Like other people who experience life as a constant struggle for enlightenment, Noah Goldstein thought he hit upon the answer. It came as he was walking down Broadway toward Times Square. God is time. We make our peace with time and we make our peace with the universe. If we can only let instant after instant wash over us without protest, we will align with our true selves and begin to flow in the general direction of things, rather than swimming like fish upstream.

"God is time," said Noah Goldstein draining into Soho like a fig leaf charting its course toward the sea.

When he returned to his Midwood Brooklyn room, he began furiously writing down his thoughts.

Noah Goldstein was indisputably handsome, tall, dark skin, with brown curly hair cropped close around the sides exploding out of the top of his head. In the summer, he wore a t-shirt, shorts and hiking boots. In the winter he wore wool pants, a sweater and the same hiking boots. He took pride in rarely purchasing new clothing.
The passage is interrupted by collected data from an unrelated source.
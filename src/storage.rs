//! Storage adapters: the byte-device seam and the shipped backends.

use crate::error::{Result, StrandError};
use std::fs::{File, OpenOptions};
use std::io::{Read, Seek, SeekFrom, Write};
use std::path::{Path, PathBuf};

/// Byte-addressable storage device.
///
/// Adapters move raw bytes at absolute device addresses and nothing else.
/// Region bounds, record layout and chain state are all enforced above this
/// seam, so an adapter is expected to succeed for any in-device access.
pub trait Storage {
    /// Fill `buf` from the device starting at `address`.
    fn read(&mut self, address: u16, buf: &mut [u8]) -> Result<()>;

    /// Write `bytes` to the device starting at `address`.
    fn write(&mut self, address: u16, bytes: &[u8]) -> Result<()>;
}

/// RAM-backed device. Fresh memory is zeroed, so a new instance reads as
/// unformatted.
pub struct MemStorage {
    bytes: Vec<u8>,
}

impl MemStorage {
    pub fn new(capacity: usize) -> Self {
        MemStorage {
            bytes: vec![0u8; capacity],
        }
    }

    pub fn len(&self) -> usize {
        self.bytes.len()
    }

    pub fn is_empty(&self) -> bool {
        self.bytes.is_empty()
    }

    /// Raw device contents, for inspection.
    pub fn as_bytes(&self) -> &[u8] {
        &self.bytes
    }
}

impl Storage for MemStorage {
    fn read(&mut self, address: u16, buf: &mut [u8]) -> Result<()> {
        let start = address as usize;
        let src = self
            .bytes
            .get(start..start + buf.len())
            .ok_or(StrandError::OutOfRange)?;
        buf.copy_from_slice(src);
        Ok(())
    }

    fn write(&mut self, address: u16, bytes: &[u8]) -> Result<()> {
        let start = address as usize;
        let dst = self
            .bytes
            .get_mut(start..start + bytes.len())
            .ok_or(StrandError::OutOfRange)?;
        dst.copy_from_slice(bytes);
        Ok(())
    }
}

/// File-backed device, one byte of file per device address.
pub struct FileStorage {
    file: File,
    path: PathBuf,
}

impl FileStorage {
    /// Create a zero-filled image of `len` bytes, truncating any existing file.
    pub fn create<P: AsRef<Path>>(path: P, len: usize) -> Result<Self> {
        let mut file = OpenOptions::new()
            .read(true)
            .write(true)
            .create(true)
            .truncate(true)
            .open(&path)?;

        file.write_all(&vec![0u8; len])?;
        file.flush()?;

        Ok(FileStorage {
            file,
            path: path.as_ref().to_path_buf(),
        })
    }

    /// Open an existing image.
    pub fn open<P: AsRef<Path>>(path: P) -> Result<Self> {
        let file = OpenOptions::new().read(true).write(true).open(&path)?;

        Ok(FileStorage {
            file,
            path: path.as_ref().to_path_buf(),
        })
    }

    pub fn path(&self) -> &Path {
        &self.path
    }

    /// Sync all writes to disk.
    pub fn sync(&mut self) -> Result<()> {
        self.file.sync_all()?;
        Ok(())
    }
}

impl Storage for FileStorage {
    fn read(&mut self, address: u16, buf: &mut [u8]) -> Result<()> {
        self.file.seek(SeekFrom::Start(address as u64))?;
        self.file.read_exact(buf)?;
        Ok(())
    }

    fn write(&mut self, address: u16, bytes: &[u8]) -> Result<()> {
        self.file.seek(SeekFrom::Start(address as u64))?;
        self.file.write_all(bytes)?;
        self.file.flush()?;
        Ok(())
    }
}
This and other staunch dogmas made long term relationships a rare occurrence in his life, but he had no shortage of one night stands.

His peaks were times of high adventure and danger, when he could be arrested, beat up, or made passionate love to by a total stranger. During his valleys he would retreat to his room and only come out to make trips down to the store. His floor mates, a girl and a boy from Brooklyn College, could here him in his room cursing himself, his family, god, life. Once, after hearing the impact of blows on skin, they called the police. They were mainly tolerant, concerned people and so rather than making a big deal about it, they choose to tolerate Noah, his highs and lows, that he could be the life of the party, that he could shut everything down with a sudden outburst.

Noah Goldstein's parents were dead. They had died one after the other in 2007-08, his father from a heart attack and his mother from a rare form of stomach cancer that took her swiftly. They left him 75,000 dollars and a house in Massachusetts, which he rented out, making him financially independent. Since he had studied history in college, he was otherwise unemployed although not totally without ambition.

In his spare time, he read zoology textbooks: he thought he might like doing something physical, and he had always loved animals, perhaps more than people. He could imagine himself someday working in a Zoo, tending to chimps perhaps. When he was happy, he took long walks through the city and occasionally made short lived friendships in neighborhood hang outs, mainly with outdoor enthusiasts and marijuana types who thought he was one of them.

During his peaks, he was extremely charismatic but simply didn't think straight. During his valleys, he felt mostly hate toward everything and everyone, especially God. But there were moments in between when he understood he had to change, and he drank the dregs of those moments, searching for answers within himself, finding only short term inspirations which, if he was lucky, vanished with the onset of a new emotional state and if he was unlucky continued to prey upon him as new obsessions.

***

He picked up an older woman in a midtown Starbucks. To be precise, she picked him up. He caught her staring at him. He approached her, stood looming over her, said, "Hi." She invited him back to her apartment on the upper east side.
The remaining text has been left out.